» **TASK INSTRUCTIONS**:
Beginning with the first line, please return the entries exactly through the line that contains "to the log.", and leave out all later lines.

» **SOURCE MATERIAL**:
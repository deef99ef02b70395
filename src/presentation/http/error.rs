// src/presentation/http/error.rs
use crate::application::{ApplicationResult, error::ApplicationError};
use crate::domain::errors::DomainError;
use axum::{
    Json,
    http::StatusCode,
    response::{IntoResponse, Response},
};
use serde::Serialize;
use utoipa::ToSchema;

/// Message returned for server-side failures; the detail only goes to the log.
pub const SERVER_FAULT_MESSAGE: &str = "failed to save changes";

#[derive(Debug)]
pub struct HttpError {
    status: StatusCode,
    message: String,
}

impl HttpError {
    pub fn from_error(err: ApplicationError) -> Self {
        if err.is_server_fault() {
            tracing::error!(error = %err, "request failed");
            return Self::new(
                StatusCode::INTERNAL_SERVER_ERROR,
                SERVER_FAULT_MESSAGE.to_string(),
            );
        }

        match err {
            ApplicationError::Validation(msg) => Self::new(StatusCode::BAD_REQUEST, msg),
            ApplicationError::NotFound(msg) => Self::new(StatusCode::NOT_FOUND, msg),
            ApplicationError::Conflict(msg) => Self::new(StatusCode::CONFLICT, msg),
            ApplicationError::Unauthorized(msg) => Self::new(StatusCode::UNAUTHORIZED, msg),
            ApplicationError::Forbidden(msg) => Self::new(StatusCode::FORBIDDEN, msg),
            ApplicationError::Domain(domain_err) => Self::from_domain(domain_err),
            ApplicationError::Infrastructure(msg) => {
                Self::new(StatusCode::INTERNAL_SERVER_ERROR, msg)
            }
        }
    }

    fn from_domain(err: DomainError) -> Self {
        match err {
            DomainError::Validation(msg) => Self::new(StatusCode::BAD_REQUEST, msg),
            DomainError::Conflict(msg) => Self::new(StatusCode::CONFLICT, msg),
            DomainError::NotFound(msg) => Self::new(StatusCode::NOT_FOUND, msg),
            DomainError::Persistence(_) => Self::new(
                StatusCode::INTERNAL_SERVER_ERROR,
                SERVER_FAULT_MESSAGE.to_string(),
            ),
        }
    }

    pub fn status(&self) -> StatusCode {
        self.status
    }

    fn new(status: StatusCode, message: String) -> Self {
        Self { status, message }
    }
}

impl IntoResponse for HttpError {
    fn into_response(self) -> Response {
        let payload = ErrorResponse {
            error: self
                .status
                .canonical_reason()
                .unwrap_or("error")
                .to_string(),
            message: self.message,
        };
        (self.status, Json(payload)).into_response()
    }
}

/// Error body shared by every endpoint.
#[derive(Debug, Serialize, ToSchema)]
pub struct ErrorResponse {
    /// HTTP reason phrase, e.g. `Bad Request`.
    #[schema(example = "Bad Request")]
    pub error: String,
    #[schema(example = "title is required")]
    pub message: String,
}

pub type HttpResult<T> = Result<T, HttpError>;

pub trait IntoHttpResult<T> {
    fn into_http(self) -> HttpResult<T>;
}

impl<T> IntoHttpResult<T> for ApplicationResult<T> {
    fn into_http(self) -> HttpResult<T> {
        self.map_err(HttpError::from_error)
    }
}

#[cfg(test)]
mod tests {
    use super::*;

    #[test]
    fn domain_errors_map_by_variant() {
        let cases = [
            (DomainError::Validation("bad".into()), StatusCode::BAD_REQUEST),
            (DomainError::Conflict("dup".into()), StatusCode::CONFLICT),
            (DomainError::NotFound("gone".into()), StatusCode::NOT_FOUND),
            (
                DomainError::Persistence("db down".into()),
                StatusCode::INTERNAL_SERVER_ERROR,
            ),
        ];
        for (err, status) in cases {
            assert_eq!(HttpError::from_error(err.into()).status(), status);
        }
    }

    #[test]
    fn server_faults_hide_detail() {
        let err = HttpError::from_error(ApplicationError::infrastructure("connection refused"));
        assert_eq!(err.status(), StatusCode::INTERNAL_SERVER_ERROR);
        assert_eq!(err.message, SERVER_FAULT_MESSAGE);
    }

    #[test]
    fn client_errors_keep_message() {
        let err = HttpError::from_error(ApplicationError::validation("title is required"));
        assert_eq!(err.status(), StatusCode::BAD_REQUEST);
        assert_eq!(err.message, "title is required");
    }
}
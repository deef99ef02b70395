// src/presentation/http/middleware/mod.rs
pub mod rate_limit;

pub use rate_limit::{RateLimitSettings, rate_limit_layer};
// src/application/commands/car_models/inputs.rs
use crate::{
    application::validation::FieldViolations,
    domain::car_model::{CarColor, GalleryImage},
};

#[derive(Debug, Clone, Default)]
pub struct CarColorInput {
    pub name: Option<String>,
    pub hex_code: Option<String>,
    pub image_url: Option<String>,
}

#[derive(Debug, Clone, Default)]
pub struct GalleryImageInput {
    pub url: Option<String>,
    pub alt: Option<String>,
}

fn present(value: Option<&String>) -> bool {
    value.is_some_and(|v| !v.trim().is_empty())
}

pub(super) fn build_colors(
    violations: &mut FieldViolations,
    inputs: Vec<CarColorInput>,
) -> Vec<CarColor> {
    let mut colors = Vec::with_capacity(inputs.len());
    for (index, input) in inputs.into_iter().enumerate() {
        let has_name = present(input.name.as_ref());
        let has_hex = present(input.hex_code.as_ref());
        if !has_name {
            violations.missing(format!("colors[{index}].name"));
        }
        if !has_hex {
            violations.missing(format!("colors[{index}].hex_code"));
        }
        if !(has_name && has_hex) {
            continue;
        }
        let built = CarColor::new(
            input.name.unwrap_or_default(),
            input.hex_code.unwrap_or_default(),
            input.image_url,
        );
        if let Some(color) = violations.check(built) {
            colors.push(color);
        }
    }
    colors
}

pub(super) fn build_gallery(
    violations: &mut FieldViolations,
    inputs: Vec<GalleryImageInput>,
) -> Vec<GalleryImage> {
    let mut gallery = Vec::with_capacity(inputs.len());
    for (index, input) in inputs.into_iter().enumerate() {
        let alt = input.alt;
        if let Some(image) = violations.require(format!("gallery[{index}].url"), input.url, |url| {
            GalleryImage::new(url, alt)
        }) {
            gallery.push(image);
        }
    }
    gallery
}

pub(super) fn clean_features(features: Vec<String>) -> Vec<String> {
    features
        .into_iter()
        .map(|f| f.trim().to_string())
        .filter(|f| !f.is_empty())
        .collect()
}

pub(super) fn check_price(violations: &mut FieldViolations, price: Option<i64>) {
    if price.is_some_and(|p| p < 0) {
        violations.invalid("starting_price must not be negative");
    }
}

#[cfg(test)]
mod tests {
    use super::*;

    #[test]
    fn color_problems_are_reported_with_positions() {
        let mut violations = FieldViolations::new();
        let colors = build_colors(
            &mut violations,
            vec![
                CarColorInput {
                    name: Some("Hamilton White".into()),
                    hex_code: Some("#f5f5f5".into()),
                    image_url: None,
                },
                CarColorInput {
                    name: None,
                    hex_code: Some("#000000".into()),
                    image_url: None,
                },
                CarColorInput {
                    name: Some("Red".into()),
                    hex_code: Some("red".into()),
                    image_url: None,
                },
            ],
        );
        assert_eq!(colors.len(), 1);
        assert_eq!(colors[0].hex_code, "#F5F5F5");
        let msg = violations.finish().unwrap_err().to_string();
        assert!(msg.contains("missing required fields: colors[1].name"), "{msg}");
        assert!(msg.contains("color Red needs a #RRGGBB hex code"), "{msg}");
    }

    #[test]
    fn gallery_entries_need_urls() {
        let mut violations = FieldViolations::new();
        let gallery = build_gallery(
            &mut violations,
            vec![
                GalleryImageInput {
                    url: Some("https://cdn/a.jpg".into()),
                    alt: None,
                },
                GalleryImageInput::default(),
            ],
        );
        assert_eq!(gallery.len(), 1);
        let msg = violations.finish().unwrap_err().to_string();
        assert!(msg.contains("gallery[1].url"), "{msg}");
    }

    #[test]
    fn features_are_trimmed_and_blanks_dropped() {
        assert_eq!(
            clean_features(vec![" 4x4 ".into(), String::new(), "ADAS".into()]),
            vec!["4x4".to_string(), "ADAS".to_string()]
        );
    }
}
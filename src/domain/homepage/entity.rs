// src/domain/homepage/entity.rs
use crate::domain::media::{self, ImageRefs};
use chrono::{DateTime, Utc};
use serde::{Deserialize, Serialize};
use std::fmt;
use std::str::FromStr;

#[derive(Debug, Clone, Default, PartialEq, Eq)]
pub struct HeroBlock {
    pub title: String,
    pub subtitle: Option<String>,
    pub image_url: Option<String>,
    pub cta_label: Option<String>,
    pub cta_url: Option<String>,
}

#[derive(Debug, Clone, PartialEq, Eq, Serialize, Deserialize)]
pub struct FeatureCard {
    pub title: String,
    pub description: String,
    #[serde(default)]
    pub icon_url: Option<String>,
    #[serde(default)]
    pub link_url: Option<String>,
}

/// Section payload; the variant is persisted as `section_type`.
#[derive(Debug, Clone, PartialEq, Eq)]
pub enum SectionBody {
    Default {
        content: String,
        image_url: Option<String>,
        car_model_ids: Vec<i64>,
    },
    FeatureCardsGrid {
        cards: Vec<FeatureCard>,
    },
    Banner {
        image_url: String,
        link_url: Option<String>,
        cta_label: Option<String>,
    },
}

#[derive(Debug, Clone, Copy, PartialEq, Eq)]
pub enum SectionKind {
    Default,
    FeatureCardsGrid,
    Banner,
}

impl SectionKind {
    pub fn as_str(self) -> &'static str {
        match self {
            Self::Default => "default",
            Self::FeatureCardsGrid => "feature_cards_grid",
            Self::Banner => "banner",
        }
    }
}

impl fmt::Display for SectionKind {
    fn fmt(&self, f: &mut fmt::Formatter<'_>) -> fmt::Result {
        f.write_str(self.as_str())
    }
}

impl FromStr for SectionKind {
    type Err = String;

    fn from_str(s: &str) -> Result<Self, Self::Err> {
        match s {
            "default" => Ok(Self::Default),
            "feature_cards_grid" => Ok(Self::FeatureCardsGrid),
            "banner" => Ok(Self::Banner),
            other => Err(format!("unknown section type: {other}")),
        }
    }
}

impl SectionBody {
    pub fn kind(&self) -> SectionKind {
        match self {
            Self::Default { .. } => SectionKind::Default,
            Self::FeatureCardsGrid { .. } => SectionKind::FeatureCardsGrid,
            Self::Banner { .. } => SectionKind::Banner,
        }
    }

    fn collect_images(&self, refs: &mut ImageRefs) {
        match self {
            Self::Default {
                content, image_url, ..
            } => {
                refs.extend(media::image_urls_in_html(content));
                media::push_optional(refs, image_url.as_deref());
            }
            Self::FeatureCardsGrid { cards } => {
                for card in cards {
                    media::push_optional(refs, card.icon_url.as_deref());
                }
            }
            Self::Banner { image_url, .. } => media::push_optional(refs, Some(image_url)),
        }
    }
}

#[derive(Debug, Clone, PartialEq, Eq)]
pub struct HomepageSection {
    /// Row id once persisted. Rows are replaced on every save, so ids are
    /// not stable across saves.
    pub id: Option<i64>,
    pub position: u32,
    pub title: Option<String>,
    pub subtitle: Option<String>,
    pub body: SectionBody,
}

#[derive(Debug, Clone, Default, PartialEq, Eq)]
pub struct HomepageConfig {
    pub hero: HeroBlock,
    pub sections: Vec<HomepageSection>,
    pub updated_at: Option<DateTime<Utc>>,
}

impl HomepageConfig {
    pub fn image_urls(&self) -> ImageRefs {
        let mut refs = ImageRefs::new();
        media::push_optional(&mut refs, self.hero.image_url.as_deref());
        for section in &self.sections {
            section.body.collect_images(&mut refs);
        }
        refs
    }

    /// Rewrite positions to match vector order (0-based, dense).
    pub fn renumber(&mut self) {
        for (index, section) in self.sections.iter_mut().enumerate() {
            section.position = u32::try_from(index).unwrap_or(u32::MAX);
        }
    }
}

» **REPLY**:
repository deef99ef02b70395
filename src/presentation/http/error.rs
// src/presentation/http/error.rs
use crate::application::{ApplicationResult, error::ApplicationError};
use crate::domain::errors::DomainError;
use axum::{
    Json,
    http::StatusCode,
    response::{IntoResponse, Response},
};
use serde::Serialize;
use utoipa::ToSchema;

/// Message returned for server-side failures; the detail only goes to the log.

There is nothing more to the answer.